Reproduce word for word, from the entries below, the line with "let mut assumptions", the line with "pub fn get(&self, name: &str)", and every line between them, and nothing more.

================================

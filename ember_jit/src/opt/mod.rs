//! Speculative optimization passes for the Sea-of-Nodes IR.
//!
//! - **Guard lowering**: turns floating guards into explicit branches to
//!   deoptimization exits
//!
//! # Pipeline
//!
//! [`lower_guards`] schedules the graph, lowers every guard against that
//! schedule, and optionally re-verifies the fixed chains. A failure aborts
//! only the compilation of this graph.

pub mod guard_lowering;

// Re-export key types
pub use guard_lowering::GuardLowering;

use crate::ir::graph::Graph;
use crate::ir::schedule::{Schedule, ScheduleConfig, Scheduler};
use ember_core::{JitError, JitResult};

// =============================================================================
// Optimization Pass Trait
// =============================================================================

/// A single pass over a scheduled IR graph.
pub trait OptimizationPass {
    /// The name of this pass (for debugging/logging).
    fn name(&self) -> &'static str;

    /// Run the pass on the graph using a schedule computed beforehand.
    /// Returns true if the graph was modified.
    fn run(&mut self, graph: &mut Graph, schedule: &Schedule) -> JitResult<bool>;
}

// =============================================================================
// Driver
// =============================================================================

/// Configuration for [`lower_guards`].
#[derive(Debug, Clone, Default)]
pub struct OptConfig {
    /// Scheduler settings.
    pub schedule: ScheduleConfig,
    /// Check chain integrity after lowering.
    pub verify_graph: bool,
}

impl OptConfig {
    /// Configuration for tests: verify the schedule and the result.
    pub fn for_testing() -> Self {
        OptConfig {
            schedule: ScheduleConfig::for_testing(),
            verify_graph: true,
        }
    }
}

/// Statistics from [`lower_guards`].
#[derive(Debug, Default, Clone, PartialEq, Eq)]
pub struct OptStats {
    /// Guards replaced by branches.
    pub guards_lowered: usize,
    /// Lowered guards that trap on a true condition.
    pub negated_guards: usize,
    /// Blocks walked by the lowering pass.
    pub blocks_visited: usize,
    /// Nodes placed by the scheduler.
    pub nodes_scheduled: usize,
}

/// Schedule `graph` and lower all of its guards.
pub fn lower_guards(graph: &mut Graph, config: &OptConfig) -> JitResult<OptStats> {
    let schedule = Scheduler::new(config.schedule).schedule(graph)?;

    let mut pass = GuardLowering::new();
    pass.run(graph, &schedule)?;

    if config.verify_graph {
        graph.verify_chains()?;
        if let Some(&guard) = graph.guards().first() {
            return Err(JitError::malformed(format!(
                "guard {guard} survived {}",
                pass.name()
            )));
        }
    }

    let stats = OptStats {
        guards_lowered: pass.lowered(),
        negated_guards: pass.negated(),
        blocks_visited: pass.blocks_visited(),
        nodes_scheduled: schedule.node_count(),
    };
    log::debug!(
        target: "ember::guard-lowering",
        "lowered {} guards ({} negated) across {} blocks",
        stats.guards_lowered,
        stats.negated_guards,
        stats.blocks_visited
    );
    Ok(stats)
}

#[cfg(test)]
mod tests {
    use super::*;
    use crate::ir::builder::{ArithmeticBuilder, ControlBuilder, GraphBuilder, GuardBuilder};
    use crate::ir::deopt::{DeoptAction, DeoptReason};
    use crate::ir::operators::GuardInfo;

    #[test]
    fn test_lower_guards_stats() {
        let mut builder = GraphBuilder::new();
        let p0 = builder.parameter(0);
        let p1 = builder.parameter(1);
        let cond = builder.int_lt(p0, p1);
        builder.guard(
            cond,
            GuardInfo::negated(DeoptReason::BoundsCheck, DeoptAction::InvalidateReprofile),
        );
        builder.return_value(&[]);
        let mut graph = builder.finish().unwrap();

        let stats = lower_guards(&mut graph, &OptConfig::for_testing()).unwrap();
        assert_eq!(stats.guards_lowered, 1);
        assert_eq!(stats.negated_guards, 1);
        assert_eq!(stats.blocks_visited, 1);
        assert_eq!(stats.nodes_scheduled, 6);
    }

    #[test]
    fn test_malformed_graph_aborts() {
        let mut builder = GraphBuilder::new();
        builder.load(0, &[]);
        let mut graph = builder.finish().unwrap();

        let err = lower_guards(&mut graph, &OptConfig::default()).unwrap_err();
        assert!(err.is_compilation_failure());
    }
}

================================

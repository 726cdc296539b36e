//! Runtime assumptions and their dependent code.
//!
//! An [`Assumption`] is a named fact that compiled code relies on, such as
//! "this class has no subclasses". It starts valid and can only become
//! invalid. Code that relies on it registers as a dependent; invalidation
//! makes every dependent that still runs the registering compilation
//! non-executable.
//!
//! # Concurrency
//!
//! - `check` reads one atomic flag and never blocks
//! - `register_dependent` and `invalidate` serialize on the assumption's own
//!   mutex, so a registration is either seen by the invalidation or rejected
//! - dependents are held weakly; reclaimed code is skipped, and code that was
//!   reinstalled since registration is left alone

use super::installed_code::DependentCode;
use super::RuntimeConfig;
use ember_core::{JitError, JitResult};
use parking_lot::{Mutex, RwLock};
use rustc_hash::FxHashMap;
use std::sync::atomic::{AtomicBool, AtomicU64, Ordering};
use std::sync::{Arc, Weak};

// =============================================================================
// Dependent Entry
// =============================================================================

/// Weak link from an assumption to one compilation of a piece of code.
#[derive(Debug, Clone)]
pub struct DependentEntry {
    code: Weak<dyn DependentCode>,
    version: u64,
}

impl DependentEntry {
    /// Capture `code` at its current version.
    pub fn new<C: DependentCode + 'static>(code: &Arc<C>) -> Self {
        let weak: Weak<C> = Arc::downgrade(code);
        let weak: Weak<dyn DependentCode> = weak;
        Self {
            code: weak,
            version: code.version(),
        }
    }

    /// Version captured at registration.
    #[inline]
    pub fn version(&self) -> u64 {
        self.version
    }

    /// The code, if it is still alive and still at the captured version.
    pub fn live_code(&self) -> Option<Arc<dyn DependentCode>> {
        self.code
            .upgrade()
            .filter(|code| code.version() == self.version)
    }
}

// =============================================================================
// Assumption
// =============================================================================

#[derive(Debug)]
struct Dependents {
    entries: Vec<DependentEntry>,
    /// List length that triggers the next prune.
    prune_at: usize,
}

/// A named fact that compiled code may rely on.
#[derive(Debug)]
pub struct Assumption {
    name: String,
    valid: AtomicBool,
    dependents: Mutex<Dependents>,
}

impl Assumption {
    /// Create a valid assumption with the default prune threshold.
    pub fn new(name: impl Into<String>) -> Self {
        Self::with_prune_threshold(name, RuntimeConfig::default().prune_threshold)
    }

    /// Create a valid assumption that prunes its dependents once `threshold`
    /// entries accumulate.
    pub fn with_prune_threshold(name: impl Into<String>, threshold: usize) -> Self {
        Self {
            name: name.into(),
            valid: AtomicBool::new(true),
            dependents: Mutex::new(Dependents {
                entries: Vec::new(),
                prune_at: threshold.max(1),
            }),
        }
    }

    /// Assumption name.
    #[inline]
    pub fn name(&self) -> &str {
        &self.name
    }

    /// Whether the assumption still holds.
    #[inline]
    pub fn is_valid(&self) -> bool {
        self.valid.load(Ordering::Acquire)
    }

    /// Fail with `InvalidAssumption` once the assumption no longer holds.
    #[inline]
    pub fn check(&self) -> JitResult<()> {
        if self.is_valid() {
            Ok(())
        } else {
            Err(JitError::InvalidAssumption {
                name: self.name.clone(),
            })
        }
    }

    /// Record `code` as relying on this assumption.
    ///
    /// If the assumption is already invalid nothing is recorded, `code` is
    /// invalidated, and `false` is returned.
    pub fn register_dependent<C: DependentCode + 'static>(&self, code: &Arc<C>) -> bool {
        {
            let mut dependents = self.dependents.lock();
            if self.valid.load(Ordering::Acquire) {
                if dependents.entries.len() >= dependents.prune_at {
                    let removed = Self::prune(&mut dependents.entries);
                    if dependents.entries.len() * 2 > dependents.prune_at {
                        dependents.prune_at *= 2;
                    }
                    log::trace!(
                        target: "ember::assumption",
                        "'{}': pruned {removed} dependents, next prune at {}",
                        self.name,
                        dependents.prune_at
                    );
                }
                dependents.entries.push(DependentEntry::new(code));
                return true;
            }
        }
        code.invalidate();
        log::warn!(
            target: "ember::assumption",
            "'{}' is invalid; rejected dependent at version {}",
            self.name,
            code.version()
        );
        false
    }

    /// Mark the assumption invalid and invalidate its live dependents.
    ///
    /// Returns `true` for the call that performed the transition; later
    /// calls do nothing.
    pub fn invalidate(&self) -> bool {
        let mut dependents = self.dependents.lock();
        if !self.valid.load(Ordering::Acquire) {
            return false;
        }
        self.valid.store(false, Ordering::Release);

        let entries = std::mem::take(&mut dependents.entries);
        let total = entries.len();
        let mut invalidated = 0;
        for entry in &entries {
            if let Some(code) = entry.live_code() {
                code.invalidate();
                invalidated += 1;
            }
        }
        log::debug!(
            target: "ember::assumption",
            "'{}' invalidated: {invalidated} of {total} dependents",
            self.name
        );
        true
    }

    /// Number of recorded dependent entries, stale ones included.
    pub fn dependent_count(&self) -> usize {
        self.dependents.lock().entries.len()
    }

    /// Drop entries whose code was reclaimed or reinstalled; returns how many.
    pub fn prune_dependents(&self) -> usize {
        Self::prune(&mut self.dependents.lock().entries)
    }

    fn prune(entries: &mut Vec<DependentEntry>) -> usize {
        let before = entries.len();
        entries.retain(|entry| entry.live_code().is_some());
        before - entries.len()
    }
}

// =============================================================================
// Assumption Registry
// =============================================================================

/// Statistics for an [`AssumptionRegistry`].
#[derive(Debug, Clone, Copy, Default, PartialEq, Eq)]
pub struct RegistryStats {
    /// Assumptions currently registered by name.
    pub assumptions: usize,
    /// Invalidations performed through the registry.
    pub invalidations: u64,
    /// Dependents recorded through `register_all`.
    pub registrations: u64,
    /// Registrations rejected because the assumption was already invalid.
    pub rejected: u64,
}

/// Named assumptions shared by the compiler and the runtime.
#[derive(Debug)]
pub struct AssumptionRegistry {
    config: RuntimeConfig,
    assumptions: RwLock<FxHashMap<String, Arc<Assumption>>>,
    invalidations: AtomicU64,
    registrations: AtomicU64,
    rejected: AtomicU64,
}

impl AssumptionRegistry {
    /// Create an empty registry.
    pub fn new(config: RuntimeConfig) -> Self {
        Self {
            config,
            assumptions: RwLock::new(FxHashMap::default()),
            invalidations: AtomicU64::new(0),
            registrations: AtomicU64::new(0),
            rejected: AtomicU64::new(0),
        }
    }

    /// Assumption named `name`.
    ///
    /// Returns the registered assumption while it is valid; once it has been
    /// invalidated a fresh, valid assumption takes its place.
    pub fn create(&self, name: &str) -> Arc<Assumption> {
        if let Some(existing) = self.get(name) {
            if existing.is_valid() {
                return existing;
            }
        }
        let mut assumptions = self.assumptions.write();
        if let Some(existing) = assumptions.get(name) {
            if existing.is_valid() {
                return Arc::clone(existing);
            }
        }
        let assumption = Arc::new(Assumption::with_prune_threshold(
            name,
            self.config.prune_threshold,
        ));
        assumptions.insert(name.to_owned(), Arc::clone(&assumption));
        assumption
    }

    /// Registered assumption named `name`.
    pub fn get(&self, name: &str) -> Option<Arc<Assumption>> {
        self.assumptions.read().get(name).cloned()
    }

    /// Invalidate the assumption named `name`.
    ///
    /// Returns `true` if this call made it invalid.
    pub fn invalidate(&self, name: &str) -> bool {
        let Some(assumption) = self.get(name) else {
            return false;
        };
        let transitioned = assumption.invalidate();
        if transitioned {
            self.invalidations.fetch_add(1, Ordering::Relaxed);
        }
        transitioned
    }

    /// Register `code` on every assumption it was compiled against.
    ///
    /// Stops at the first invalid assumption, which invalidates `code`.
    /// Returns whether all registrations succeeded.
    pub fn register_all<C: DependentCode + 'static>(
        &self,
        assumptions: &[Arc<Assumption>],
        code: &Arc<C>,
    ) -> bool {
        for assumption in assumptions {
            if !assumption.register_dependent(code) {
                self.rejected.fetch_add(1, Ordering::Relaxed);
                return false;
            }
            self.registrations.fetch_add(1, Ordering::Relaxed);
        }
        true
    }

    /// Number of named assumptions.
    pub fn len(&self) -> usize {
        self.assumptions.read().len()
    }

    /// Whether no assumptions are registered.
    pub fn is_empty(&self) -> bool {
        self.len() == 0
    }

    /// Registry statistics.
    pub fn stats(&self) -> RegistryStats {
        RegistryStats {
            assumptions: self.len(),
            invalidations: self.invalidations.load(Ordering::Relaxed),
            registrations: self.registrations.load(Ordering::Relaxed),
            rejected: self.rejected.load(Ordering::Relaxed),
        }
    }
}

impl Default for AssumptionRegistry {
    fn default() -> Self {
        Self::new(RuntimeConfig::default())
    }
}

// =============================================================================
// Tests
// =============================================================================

================================

> [Solution to the exercise]:
        let mut assumptions = self.assumptions.write();
        if let Some(existing) = assumptions.get(name) {
            if existing.is_valid() {
                return Arc::clone(existing);
            }
        }
        let assumption = Arc::new(Assumption::with_prune_threshold(
            name,
            self.config.prune_threshold,
        ));
        assumptions.insert(name.to_owned(), Arc::clone(&assumption));
        assumption
    }

    /// Registered assumption named `name`.
    pub fn get(&self, name: &str) -> Option<Arc<Assumption>> {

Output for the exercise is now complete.